That's my 8 minutes of on-line time for tonight. More to come, approximately soonish.

Saturday, March 24, 2007

All out of Sprynch

Spring/Synch, get it? Snow all over my yard, but it's spring, and that's a great analogy for how I'm managing my time right now?

Yeah, that's about how organized my writings are at the moment. Which is why I haven't posted my chess/poetry thesis again. Tom's comments deserve a response that has been decently proofread.

Anyway, this doesn't mean good things aren't happening.
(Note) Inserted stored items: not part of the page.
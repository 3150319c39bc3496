//! Per-thread message history.
//!
//! The history blob is the working copy of a conversation: ordered
//! messages plus the thread's system prompt and mode. Message ids are
//! millisecond-precision integers with a collision-avoidance offset, so
//! ids are strictly increasing within a thread even for same-millisecond
//! appends.
//!
//! Appends are read-modify-write on the blob; the workflow executor
//! serializes writers per thread through the Brain, which is what makes
//! the append atomic in practice.

use std::sync::atomic::{AtomicI64, Ordering};
use std::sync::Arc;

use chrono::{DateTime, Utc};
use serde::{Deserialize, Serialize};
use serde_json::Value;

use ma_domain::chat::{ChatMode, Role};
use ma_domain::{Error, Result};
use ma_store::{keys, StateStore};

// ━━━━━━━━━━━━━━━━━━━━━━━━━━━━━━━━━━━━━━━━━━━━━━━━━━━━━━━━━━━━━━━━━━
// Stored shapes
// ━━━━━━━━━━━━━━━━━━━━━━━━━━━━━━━━━━━━━━━━━━━━━━━━━━━━━━━━━━━━━━━━━━

#[derive(Debug, Clone, Serialize, Deserialize)]
pub struct StoredMessage {
    pub id: i64,
    pub role: Role,
    pub content: String,
    pub timestamp: DateTime<Utc>,
    /// Set while an assistant message is still receiving stream chunks.
    /// A sealed message is immutable.
    #[serde(default)]
    pub streaming: bool,
    #[serde(default, skip_serializing_if = "Option::is_none")]
    pub tool_call_id: Option<String>,
    #[serde(default, skip_serializing_if = "Option::is_none")]
    pub tool_name: Option<String>,
    /// Structured tool payload (call arguments or result body).
    #[serde(default, skip_serializing_if = "Option::is_none")]
    pub tool_payload: Option<Value>,
}

/// Task-execution binding of a thread, present while the thread is driving
/// a task run.
#[derive(Debug, Clone, Serialize, Deserialize)]
pub struct ActiveExecution {
    pub mandate_path: String,
    pub task_id: String,
    pub execution_id: String,
}

#[derive(Debug, Clone, Default, Serialize, Deserialize)]
pub struct ThreadHistory {
    #[serde(default)]
    pub messages: Vec<StoredMessage>,
    #[serde(default)]
    pub system_prompt: Option<String>,
    #[serde(default)]
    pub chat_mode: ChatMode,
    #[serde(default)]
    pub active_execution: Option<ActiveExecution>,
    #[serde(default)]
    pub last_activity: Option<DateTime<Utc>>,
}

// ━━━━━━━━━━━━━━━━━━━━━━━━━━━━━━━━━━━━━━━━━━━━━━━━━━━━━━━━━━━━━━━━━━
// Manager
// ━━━━━━━━━━━━━━━━━━━━━━━━━━━━━━━━━━━━━━━━━━━━━━━━━━━━━━━━━━━━━━━━━━

pub struct ChatHistoryManager {
    store: Arc<dyn StateStore>,
    history_ttl_secs: u64,
    /// Last id handed out. Ids are `unix_millis * 1000 + offset`; the
    /// counter guarantees strict monotonicity within this process.
    last_id: AtomicI64,
}

impl ChatHistoryManager {
    pub fn new(store: Arc<dyn StateStore>, history_ttl_secs: u64) -> Self {
        Self {
            store,
            history_ttl_secs,
            last_id: AtomicI64::new(0),
        }
    }

    /// Allocate the next message id: millisecond wall clock scaled by 1000,
    /// bumped past the previous id on same-millisecond collisions.
    pub fn next_message_id(&self) -> i64 {
        let candidate = Utc::now().timestamp_millis() * 1000;
        self.last_id
            .fetch_update(Ordering::SeqCst, Ordering::SeqCst, |last| {
                Some(candidate.max(last + 1))
            })
            .map(|last| candidate.max(last + 1))
            .unwrap_or(candidate)
    }

    pub async fn load(&self, user: &str, company: &str, thread: &str) -> ThreadHistory {
        let key = keys::chat_history(user, company, thread);
        match self.store.get(&key).await {
            Some(raw) => serde_json::from_str(&raw).unwrap_or_else(|e| {
                tracing::warn!(key, error = %e, "corrupt history blob, starting fresh");
                ThreadHistory::default()
            }),
            None => ThreadHistory::default(),
        }
    }

    /// Full overwrite. Used by append, streaming updates, and
    /// resummarization. Refreshes the sliding TTL.
    pub async fn save(
        &self,
        user: &str,
        company: &str,
        thread: &str,
        history: &ThreadHistory,
    ) -> Result<()> {
        let key = keys::chat_history(user, company, thread);
        let raw = serde_json::to_string(history)?;
        self.store
            .set(&key, &raw, Some(self.history_ttl_secs))
            .await
    }

    /// Append one message. The caller owns ordering; the id and timestamp
    /// assigned here are strictly non-decreasing.
    pub async fn append(
        &self,
        user: &str,
        company: &str,
        thread: &str,
        mut message: StoredMessage,
    ) -> Result<i64> {
        let mut history = self.load(user, company, thread).await;
        if message.id == 0 {
            message.id = self.next_message_id();
        }
        message.timestamp = Utc::now();
        let id = message.id;
        history.messages.push(message);
        history.last_activity = Some(Utc::now());
        self.save(user, company, thread, &history).await?;
        Ok(id)
    }

    /// Extend the content of an in-flight streaming message. Only the
    /// placeholder written for the active stream may be touched.
    pub async fn update_streaming(
        &self,
        user: &str,
        company: &str,
        thread: &str,
        message_id: i64,
        accumulated: &str,
    ) -> Result<()> {
        let mut history = self.load(user, company, thread).await;
        let msg = history
            .messages
            .iter_mut()
            .find(|m| m.id == message_id)
            .ok_or_else(|| Error::NotFound(format!("message {message_id}")))?;
        if !msg.streaming {
            return Err(Error::InvalidArgs(format!(
                "message {message_id} is sealed and immutable"
            )));
        }
        msg.content = accumulated.to_string();
        self.save(user, company, thread, &history).await
    }

    /// Seal a streaming message with its final content.
    pub async fn seal(
        &self,
        user: &str,
        company: &str,
        thread: &str,
        message_id: i64,
        final_content: &str,
    ) -> Result<()> {
        let mut history = self.load(user, company, thread).await;
        let msg = history
            .messages
            .iter_mut()
            .find(|m| m.id == message_id)
            .ok_or_else(|| Error::NotFound(format!("message {message_id}")))?;
        msg.content = final_content.to_string();
        msg.streaming = false;
        self.save(user, company, thread, &history).await
    }

    pub async fn clear(&self, user: &str, company: &str, thread: &str) -> Result<()> {
        self.store
            .del(&keys::chat_history(user, company, thread))
            .await
    }

    /// Refresh the sliding TTL without rewriting the blob.
    pub async fn touch(&self, user: &str, company: &str, thread: &str) {
        let key = keys::chat_history(user, company, thread);
        if let Err(e) = self.store.expire(&key, self.history_ttl_secs).await {
            tracing::debug!(key, error = %e, "history TTL refresh failed");
        }
    }
}

impl StoredMessage {
    pub fn user(content: impl Into<String>) -> Self {
        Self::bare(Role::User, content)
    }

    pub fn assistant(content: impl Into<String>) -> Self {
        Self::bare(Role::Assistant, content)
    }

    pub fn system(content: impl Into<String>) -> Self {
        Self::bare(Role::System, content)
    }

    /// Placeholder for a streaming assistant response.
    pub fn streaming_placeholder() -> Self {
        let mut m = Self::bare(Role::Assistant, "");
        m.streaming = true;
        m
    }

    pub fn tool_result(
        call_id: impl Into<String>,
        tool_name: impl Into<String>,
        content: impl Into<String>,
        payload: Option<Value>,
    ) -> Self {
        let mut m = Self::bare(Role::Tool, content);
        m.tool_call_id = Some(call_id.into());
        m.tool_name = Some(tool_name.into());
        m.tool_payload = payload;
        m
    }

    fn bare(role: Role, content: impl Into<String>) -> Self {
        Self {
            id: 0,
            role,
            content: content.into(),
            timestamp: Utc::now(),
            streaming: false,
            tool_call_id: None,
            tool_name: None,
            tool_payload: None,
        }
    }
}

#[cfg(test)]
mod tests {
    use super::*;
    use ma_store::MemoryStore;

    fn manager() -> ChatHistoryManager {
        ChatHistoryManager::new(Arc::new(MemoryStore::new()), 24 * 3600)
    }

    #[tokio::test]
    async fn append_then_load_last_is_the_appended() {
        let mgr = manager();
        mgr.append("u", "c", "t", StoredMessage::user("hello"))
            .await
            .unwrap();
        let id = mgr
            .append("u", "c", "t", StoredMessage::assistant("hi"))
            .await
            .unwrap();
        let history = mgr.load("u", "c", "t").await;
        assert_eq!(history.messages.len(), 2);
        let last = history.messages.last().unwrap();
        assert_eq!(last.id, id);
        assert_eq!(last.content, "hi");
    }

    #[tokio::test]
    async fn message_ids_strictly_increase() {
        let mgr = manager();
        let mut prev = 0;
        for i in 0..50 {
            let id = mgr
                .append("u", "c", "t", StoredMessage::user(format!("m{i}")))
                .await
                .unwrap();
            assert!(id > prev, "id {id} not greater than {prev}");
            prev = id;
        }
    }

    #[tokio::test]
    async fn timestamps_non_decreasing() {
        let mgr = manager();
        for i in 0..10 {
            mgr.append("u", "c", "t", StoredMessage::user(format!("m{i}")))
                .await
                .unwrap();
        }
        let history = mgr.load("u", "c", "t").await;
        for pair in history.messages.windows(2) {
            assert!(pair[0].timestamp <= pair[1].timestamp);
        }
    }

    #[tokio::test]
    async fn streaming_update_then_seal() {
        let mgr = manager();
        let id = mgr
            .append("u", "c", "t", StoredMessage::streaming_placeholder())
            .await
            .unwrap();

        mgr.update_streaming("u", "c", "t", id, "Hel").await.unwrap();
        mgr.update_streaming("u", "c", "t", id, "Hello").await.unwrap();
        mgr.seal("u", "c", "t", id, "Hello world").await.unwrap();

        let history = mgr.load("u", "c", "t").await;
        let msg = history.messages.iter().find(|m| m.id == id).unwrap();
        assert_eq!(msg.content, "Hello world");
        assert!(!msg.streaming);

        // Sealed messages are immutable.
        let err = mgr.update_streaming("u", "c", "t", id, "more").await.unwrap_err();
        assert!(matches!(err, Error::InvalidArgs(_)));
    }

    #[tokio::test]
    async fn clear_removes_history() {
        let mgr = manager();
        mgr.append("u", "c", "t", StoredMessage::user("x"))
            .await
            .unwrap();
        mgr.clear("u", "c", "t").await.unwrap();
        assert!(mgr.load("u", "c", "t").await.messages.is_empty());
    }

    #[tokio::test]
    async fn histories_are_thread_scoped() {
        let mgr = manager();
        mgr.append("u", "c", "t1", StoredMessage::user("one"))
            .await
            .unwrap();
        mgr.append("u", "c", "t2", StoredMessage::user("two"))
            .await
            .unwrap();
        assert_eq!(mgr.load("u", "c", "t1").await.messages.len(), 1);
        assert_eq!(mgr.load("u", "c", "t2").await.messages.len(), 1);
    }
}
I've also got my manuscript distilled to pithy chapbook form for spring deadlines (and am understanding its weaknesses more now), I have the 07-08 season of the series in Hoboken just about booked, and have actually transcribed my "notebook" (a tape recorder I usually do my composing on) for the first time in 6 months. So there's stuff, just not organized enough to tell you about today. I'm even feeling up to posting a draft next time. Just to see how good Jeannine's mood really is (Just kidding!).

See you next weekend.

Friday, March 16, 2007

I guess she knows the old man's a poet?

So we're sitting in the living room doing a Mad Lib with one of the kids scribing. We go around and around with the nouns and the numbers until she asks her mother for an adverb. Mommy hesitates for the slightest of instants, and the little one jumps in with "That's OK. Daddy can do that one."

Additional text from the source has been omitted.